Тут для Лёксы наступила минута самого жгучего стыда, ей было «хоть сквозь землю провались», как говорили потом Микитовна и Микитова невестка.
— Как прочитаешь, Лёксочка, расскажи же хоть нам, как ему там живется,— ласково попросила Лёксу сама Лявонова мать.
На том разговор и кончился. Лёкса как ошпаренная убежала с письмом домой, Задумиха пошла к своим, чтоб посмеяться с теткой, Микитова невестка отправилась с новостью по всему Темнолесью, а Микитовна с чего-то запечалилась и без причины накинулась на мать, зачем она выдала Лёксин секрет.

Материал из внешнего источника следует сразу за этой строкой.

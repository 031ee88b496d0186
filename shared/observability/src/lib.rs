//! Observability for the storefront API.
//!
//! Provides tracing subscriber initialization (JSON or pretty formatting)
//! and an actix-web middleware that logs one structured line per request.

pub mod init;
pub mod middleware;

pub use init::*;
pub use middleware::*;

// Re-export tracing for convenience
pub use tracing::{debug, error, info, warn};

Задумихе не сиделось у своих. И кашель немного отпустил ее. Позвав тетку прийти к ним посидеть вечерком, она пошла с Михасихой домой обедать.
Обед получился невеселый. Михасиха была удручена, что рано закрыла вьюшку и Задума угорел. Задумихе очень хотелось поделиться новостью, но бедный отец все еще так маялся, что места себе не находил.
Тем временем опустились на землю сумерки.
Придя домой, Лёкса носилась с письмом как кот с салом. К сожалению, сама она ничего не смогла разобрать... Вечером собрались хлопцы и девчата. Кликнули Тимоха, печникова сына, после Лявона наибольшего темнолесского грамотея. Лёкса, закрываясь платком, краснея и как бы нехотя, показывала то письмо всем. Наконец печников сын Тимох уселся на скамейку, под самую лампу, и стал читать.
«Здорова ли ты, моя дорогая, моя любимая, моя красивенькая Лёксочка»...
И вся хата, вся как есть, ложилась от смеха.
А Лёкса, улучив минутку потише, с капелькой гнева говорила:
— Ну и что? Чего вы регочете? Это ж так в письмах пишется...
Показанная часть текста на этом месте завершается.